In 1985, Smith created the family sitcom Me & Max. After the first season the Smiths went back to sketch comedy, creating the series The Comedy Mill, which ran for four years. Smith was a writer on Offside, a sports comedy series for CTV, head writer for Global's Laughing Matters, and the TV pilot of Out of Our Minds with David Steinberg. He wrote three episodes of CBS' Top Cops series.

In 1991, Smith co-created The Red Green Show and portrayed its titular character; the series ran for 15 seasons and 300 episodes until its end in 2006. In 1997, Smith was credited as his alter-ego, Red Green, in the "Pavement" episode of the Cartoon Network/Adult Swim show Space Ghost Coast to Coast. In 2002 the full-length movie Duct Tape Forever was produced. Smith writes a syndicated newspaper column as Red Green, distributed by Newspaper Enterprise Association. In 2009, as a public service announcement by the Ontario Provincial Police and the Ontario Power Generation, Smith supplied his voice to a talking fish, warning of the dangers of illegal fishing near government hydro dams. In 2004, Smith hosted a show on Space called Steve Smith Playhouse.

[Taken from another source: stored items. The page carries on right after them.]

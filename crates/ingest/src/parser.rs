use chrono::{DateTime, Utc};
use dashboard_core::UsageSample;
use serde_json::{Map, Value};

/// Nesting depth past which the usage search gives up on a record.
pub const MAX_SEARCH_DEPTH: usize = 64;

fn is_usage_shape(usage: &Map<String, Value>) -> bool {
    usage.contains_key("input") || usage.contains_key("cacheRead")
}

/// Depth-first search for a nested `usage` object carrying `input` or
/// `cacheRead`. The current level is checked before its children; the first
/// match in traversal order wins.
pub fn find_usage(value: &Value) -> Option<&Map<String, Value>> {
    find_usage_at(value, 0)
}

fn find_usage_at(value: &Value, depth: usize) -> Option<&Map<String, Value>> {
    if depth > MAX_SEARCH_DEPTH {
        return None;
    }
    match value {
        Value::Object(map) => {
            if let Some(Value::Object(usage)) = map.get("usage")
                && is_usage_shape(usage)
            {
                return Some(usage);
            }
            map.values()
                .find_map(|child| find_usage_at(child, depth + 1))
        }
        Value::Array(items) => items
            .iter()
            .find_map(|item| find_usage_at(item, depth + 1)),
        _ => None,
    }
}

fn value_to_u64(value: &Value) -> Option<u64> {
    if let Some(count) = value.as_u64() {
        return Some(count);
    }
    value
        .as_f64()
        .filter(|count| count.is_finite() && *count >= 0.0)
        .map(|count| count.round() as u64)
}

pub fn usage_sample_from_object(usage: &Map<String, Value>) -> UsageSample {
    let field = |key: &str| usage.get(key).and_then(value_to_u64);
    UsageSample::from_parts(
        field("input"),
        field("cacheRead"),
        field("cacheWrite"),
        field("output"),
    )
}

pub(crate) fn parse_json_line(line: &str) -> Option<Value> {
    serde_json::from_str(line).ok()
}

pub fn extract_usage_from_line(line: &str) -> Option<UsageSample> {
    let value = parse_json_line(line.trim())?;
    find_usage(&value).map(usage_sample_from_object)
}

pub(crate) fn find_value<'a>(value: &'a Value, paths: &[&[&str]]) -> Option<&'a Value> {
    for path in paths {
        let mut current = value;
        let mut ok = true;
        for key in *path {
            if let Some(next) = current.get(*key) {
                current = next;
            } else {
                ok = false;
                break;
            }
        }
        if ok && !current.is_null() {
            return Some(current);
        }
    }
    None
}

pub fn parse_timestamp(raw: &str) -> Option<DateTime<Utc>> {
    if let Ok(parsed) = DateTime::parse_from_rfc3339(raw) {
        return Some(parsed.with_timezone(&Utc));
    }
    if let Ok(parsed) = chrono::NaiveDateTime::parse_from_str(raw, "%Y-%m-%dT%H:%M:%S%.f") {
        return Some(DateTime::<Utc>::from_naive_utc_and_offset(parsed, Utc));
    }
    if let Ok(parsed) = chrono::NaiveDateTime::parse_from_str(raw, "%Y-%m-%d %H:%M:%S") {
        return Some(DateTime::<Utc>::from_naive_utc_and_offset(parsed, Utc));
    }
    if !raw.is_empty()
        && raw.chars().all(|ch| ch.is_ascii_digit())
        && let Ok(value) = raw.parse::<i64>()
    {
        // Ten digits or fewer are epoch seconds, longer values epoch millis.
        let (secs, nanos) = if raw.len() > 10 {
            (
                value / 1000,
                (value % 1000).unsigned_abs() as u32 * 1_000_000,
            )
        } else {
            (value, 0)
        };
        return DateTime::<Utc>::from_timestamp(secs, nanos);
    }
    None
}

/// Reads a timestamp stored either as a string or as epoch seconds/millis.
pub fn timestamp_from_value(value: &Value) -> Option<DateTime<Utc>> {
    match value {
        Value::String(raw) => parse_timestamp(raw.trim()),
        Value::Number(number) => number
            .as_i64()
            .or_else(|| number.as_f64().map(|value| value.round() as i64))
            .and_then(|value| parse_timestamp(&value.to_string())),
        _ => None,
    }
}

Smith has performed as Red Green on several tours, including the "Wit & Wisdom" Tour (2013), "How to Do Everything" Tour (2014), and the "I'm Not Old, I'm Ripe" North American Tour (2016). The 2019 North American tour, "This Could Be It", began in March 2019 and ran until the end of October, with shows in 34 U.S. cities and 29 Canadian cities.

==Personal life==
Smith and his wife Morag have been married since 1966 and have two sons, Dave and Max. They also have six grandchildren.

On February 17, 2006, Smith was made a Member of the Order of Canada. On June 13, 2011, he received an honorary Doctor of Letters from McMaster University. On February 24, 2023, he was inducted into the Canadian Comedy Hall of Fame as a Creator and Performer, the first inductee in two categories.